## PROBLEM DESCRIPTION
Reproduce, character for character, the entries from their opening line through the line with "#![allow(clippy::collapsible_if)]".

===== DATA SHOWN =====

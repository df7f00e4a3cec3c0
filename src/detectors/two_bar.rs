//! Two-bar reversal shapes: engulfing, harami, piercing line, dark cloud cover.
//!
//! Engulfing and harami detectors report either polarity; the emitted
//! [`PatternKind`] carries it.

#![allow(clippy::collapsible_if)]

use super::helpers::{self, body_bottom, body_top, is_body_long, is_body_short};
use crate::{
    Direction, EngineError, MarketContext, OHLCVExt, PatternDetector, PatternKind, PatternMatch,
    Ratio, Result, OHLCV,
};

impl_with_defaults!(
    EngulfingDetector,
    HaramiDetector,
    PiercingDetector,
    DarkCloudCoverDetector,
);

fn pair(kind: PatternKind, strength: f64, index: usize) -> PatternMatch {
    PatternMatch {
        kind,
        direction: kind.typical_direction().unwrap_or(Direction::Neutral),
        strength,
        start_index: index - 1,
        end_index: index,
    }
}

// ============================================================
// ENGULFING
// ============================================================

/// Engulfing: the current body swallows the prior opposite-colored body
#[derive(Debug, Clone)]
pub struct EngulfingDetector {
    /// Minimum current body / prior body
    pub min_engulf_ratio: f64,
}

impl Default for EngulfingDetector {
    fn default() -> Self {
        Self {
            min_engulf_ratio: 1.0,
        }
    }
}

impl PatternDetector for EngulfingDetector {
    fn name(&self) -> &'static str {
        "engulfing"
    }

    fn min_bars(&self) -> usize {
        2
    }

    fn detect<T: OHLCV>(
        &self,
        bars: &[T],
        index: usize,
        _ctx: &MarketContext,
    ) -> Option<PatternMatch> {
        if index < 1 {
            return None;
        }
        let prev = bars.get(index - 1)?;
        let curr = bars.get(index)?;

        if curr.body() < prev.body() * self.min_engulf_ratio || prev.body() <= f64::EPSILON {
            return None;
        }

        // At most one end of the bodies may coincide
        let covers = |open: f64, close: f64, p_open: f64, p_close: f64| {
            let a = close >= p_open && open < p_close;
            let b = close > p_open && open <= p_close;
            a || b
        };

        if curr.is_bullish() && prev.is_bearish() {
            if covers(curr.open(), curr.close(), prev.open(), prev.close()) {
                let strict = curr.open() != prev.close() && curr.close() != prev.open();
                return Some(pair(
                    PatternKind::BullishEngulfing,
                    if strict { 0.7 } else { 0.6 },
                    index,
                ));
            }
        }

        if curr.is_bearish() && prev.is_bullish() {
            // Mirror: negate prices so the bullish test applies
            if covers(-curr.open(), -curr.close(), -prev.open(), -prev.close()) {
                let strict = curr.open() != prev.close() && curr.close() != prev.open();
                return Some(pair(
                    PatternKind::BearishEngulfing,
                    if strict { 0.7 } else { 0.6 },
                    index,
                ));
            }
        }

        None
    }

    fn validate_config(&self) -> Result<()> {
        if !self.min_engulf_ratio.is_finite() || self.min_engulf_ratio <= 0.0 {
            return Err(EngineError::InvalidConfig(
                "engulfing: min_engulf_ratio must be > 0".into(),
            ));
        }
        Ok(())
    }
}

// ============================================================
// HARAMI
// ============================================================

/// Harami: short body contained inside a prior long body of the opposite color
#[derive(Debug, Clone)]
pub struct HaramiDetector {
    pub body_long_factor: f64,
    pub body_short_factor: f64,
}

impl Default for HaramiDetector {
    fn default() -> Self {
        Self {
            body_long_factor: helpers::BODY_LONG_FACTOR,
            body_short_factor: helpers::BODY_SHORT_FACTOR,
        }
    }
}

impl PatternDetector for HaramiDetector {
    fn name(&self) -> &'static str {
        "harami"
    }

    fn min_bars(&self) -> usize {
        2
    }

    fn detect<T: OHLCV>(
        &self,
        bars: &[T],
        index: usize,
        ctx: &MarketContext,
    ) -> Option<PatternMatch> {
        if index < 1 {
            return None;
        }
        let prev = bars.get(index - 1)?;
        let curr = bars.get(index)?;

        let prev_body = prev.body();
        if prev_body <= f64::EPSILON {
            return None;
        }
        let prev_avg_body = helpers::trailing_avg_body(bars, index - 1, 10);
        if !is_body_long(prev_body, prev_avg_body, prev.range(), self.body_long_factor) {
            return None;
        }
        if !is_body_short(curr.body(), ctx.avg_body, curr.range(), self.body_short_factor) {
            return None;
        }

        // One end may touch
        if body_top(curr) > body_top(prev) || body_bottom(curr) < body_bottom(prev) {
            return None;
        }
        if body_top(curr) == body_top(prev) && body_bottom(curr) == body_bottom(prev) {
            return None;
        }

        let kind = if prev.is_bearish() {
            PatternKind::BullishHarami
        } else {
            PatternKind::BearishHarami
        };
        let strength = helpers::scaled_strength(1.0 - curr.body() / prev_body, 0.4, 0.7);
        Some(pair(kind, strength, index))
    }
}

// ============================================================
// PIERCING LINE / DARK CLOUD COVER
// ============================================================

/// Piercing line: long white bar opening below the prior low and closing past
/// the midpoint of the prior long black body
#[derive(Debug, Clone)]
pub struct PiercingDetector {
    pub body_long_factor: f64,
    /// Fraction of the prior body the close must recover
    pub penetration: Ratio,
}

impl Default for PiercingDetector {
    fn default() -> Self {
        Self {
            body_long_factor: helpers::BODY_LONG_FACTOR,
            penetration: Ratio::new_const(0.5),
        }
    }
}

impl PatternDetector for PiercingDetector {
    fn name(&self) -> &'static str {
        "piercing_line"
    }

    fn min_bars(&self) -> usize {
        2
    }

    fn detect<T: OHLCV>(
        &self,
        bars: &[T],
        index: usize,
        ctx: &MarketContext,
    ) -> Option<PatternMatch> {
        if index < 1 {
            return None;
        }
        let prev = bars.get(index - 1)?;
        let curr = bars.get(index)?;

        if !prev.is_bearish() || !curr.is_bullish() {
            return None;
        }
        let prev_avg_body = helpers::trailing_avg_body(bars, index - 1, 10);
        if !is_body_long(prev.body(), prev_avg_body, prev.range(), self.body_long_factor) {
            return None;
        }
        if !is_body_long(curr.body(), ctx.avg_body, curr.range(), self.body_long_factor) {
            return None;
        }

        let threshold = prev.close() + prev.body() * self.penetration.get();
        if curr.open() >= prev.low() || curr.close() <= threshold || curr.close() >= prev.open() {
            return None;
        }

        let recovered = (curr.close() - prev.close()) / prev.body();
        Some(pair(
            PatternKind::PiercingLine,
            helpers::scaled_strength(recovered, 0.5, 0.8),
            index,
        ))
    }
}

/// Dark cloud cover: long black bar opening above the prior high and closing
/// below the midpoint of the prior long white body
#[derive(Debug, Clone)]
pub struct DarkCloudCoverDetector {
    pub body_long_factor: f64,
    pub penetration: Ratio,
}

impl Default for DarkCloudCoverDetector {
    fn default() -> Self {
        Self {
            body_long_factor: helpers::BODY_LONG_FACTOR,
            penetration: Ratio::new_const(0.5),
        }
    }
}

impl PatternDetector for DarkCloudCoverDetector {
    fn name(&self) -> &'static str {
        "dark_cloud_cover"
    }

    fn min_bars(&self) -> usize {
        2
    }

    fn detect<T: OHLCV>(
        &self,
        bars: &[T],
        index: usize,
        ctx: &MarketContext,
    ) -> Option<PatternMatch> {
        if index < 1 {
            return None;
        }
        let prev = bars.get(index - 1)?;
        let curr = bars.get(index)?;

        if !prev.is_bullish() || !curr.is_bearish() {
            return None;
        }
        let prev_avg_body = helpers::trailing_avg_body(bars, index - 1, 10);
        if !is_body_long(prev.body(), prev_avg_body, prev.range(), self.body_long_factor) {
            return None;
        }
        if !is_body_long(curr.body(), ctx.avg_body, curr.range(), self.body_long_factor) {
            return None;
        }

        let threshold = prev.close() - prev.body() * self.penetration.get();
        if curr.open() <= prev.high() || curr.close() >= threshold || curr.close() <= prev.open() {
            return None;
        }

        let given_back = (prev.close() - curr.close()) / prev.body();
        Some(pair(
            PatternKind::DarkCloudCover,
            helpers::scaled_strength(given_back, 0.5, 0.8),
            index,
        ))
    }
}

#[cfg(test)]
mod tests {
    use super::*;

    #[derive(Debug, Clone, Copy)]
    struct Bar(f64, f64, f64, f64);

    impl OHLCV for Bar {
        fn open(&self) -> f64 {
            self.0
        }
        fn high(&self) -> f64 {
            self.1
        }
        fn low(&self) -> f64 {
            self.2
        }
        fn close(&self) -> f64 {
            self.3
        }
        fn volume(&self) -> f64 {
            1000.0
        }
    }

    fn ctx() -> MarketContext {
        MarketContext {
            avg_body: 3.0,
            avg_range: 5.0,
            avg_range_5: 5.0,
            ..Default::default()
        }
    }

    /// Small-bodied bars so the trailing body average stays low
    fn lead_in() -> Vec<Bar> {
        vec![
            Bar(110.0, 112.0, 108.0, 111.0),
            Bar(111.0, 113.0, 109.0, 110.0),
            Bar(110.0, 112.0, 108.0, 111.0),
        ]
    }

    #[test]
    fn test_bullish_engulfing() {
        let bars = [Bar(102.0, 102.5, 99.5, 100.0), Bar(99.5, 103.5, 99.0, 103.0)];
        let m = EngulfingDetector::with_defaults()
            .detect(&bars, 1, &ctx())
            .unwrap();
        assert_eq!(m.kind, PatternKind::BullishEngulfing);
        assert_eq!(m.direction, Direction::Bullish);
        assert_eq!((m.start_index, m.end_index), (0, 1));
    }

    #[test]
    fn test_bearish_engulfing() {
        let bars = [Bar(100.0, 102.5, 99.5, 102.0), Bar(102.5, 103.0, 98.5, 99.0)];
        let m = EngulfingDetector::with_defaults()
            .detect(&bars, 1, &ctx())
            .unwrap();
        assert_eq!(m.kind, PatternKind::BearishEngulfing);
    }

    #[test]
    fn test_same_color_is_not_engulfing() {
        let bars = [Bar(100.0, 102.5, 99.5, 102.0), Bar(99.5, 104.0, 99.0, 103.5)];
        assert!(EngulfingDetector::with_defaults()
            .detect(&bars, 1, &ctx())
            .is_none());
    }

    #[test]
    fn test_bullish_harami() {
        let mut bars = lead_in();
        bars.push(Bar(111.0, 111.5, 100.5, 101.0));
        bars.push(Bar(104.0, 105.5, 103.5, 105.0));
        let m = HaramiDetector::with_defaults()
            .detect(&bars, 4, &ctx())
            .unwrap();
        assert_eq!(m.kind, PatternKind::BullishHarami);
    }

    #[test]
    fn test_piercing_line() {
        let mut bars = lead_in();
        bars.push(Bar(110.0, 111.0, 99.0, 100.0));
        bars.push(Bar(98.0, 107.0, 97.5, 106.0));
        let m = PiercingDetector::with_defaults()
            .detect(&bars, 4, &ctx())
            .unwrap();
        assert_eq!(m.kind, PatternKind::PiercingLine);
        assert!(m.strength >= 0.5);
    }

    #[test]
    fn test_dark_cloud_cover() {
        let mut bars = lead_in();
        bars.push(Bar(100.0, 111.0, 99.0, 110.0));
        bars.push(Bar(112.0, 112.5, 103.0, 104.0));
        let m = DarkCloudCoverDetector::with_defaults()
            .detect(&bars, 4, &ctx())
            .unwrap();
        assert_eq!(m.kind, PatternKind::DarkCloudCover);
        assert_eq!(m.direction, Direction::Bearish);
    }

    #[test]
    fn test_engulfing_rejects_bad_ratio() {
        let det = EngulfingDetector {
            min_engulf_ratio: 0.0,
        };
        assert!(det.validate_config().is_err());
    }
}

=====

## RESULT
repository df7f00e4a3cec3c0
filename src/detectors/two_bar.rs
//! Two-bar reversal shapes: engulfing, harami, piercing line, dark cloud cover.
//!
//! Engulfing and harami detectors report either polarity; the emitted
//! [`PatternKind`] carries it.

#![allow(clippy::collapsible_if)]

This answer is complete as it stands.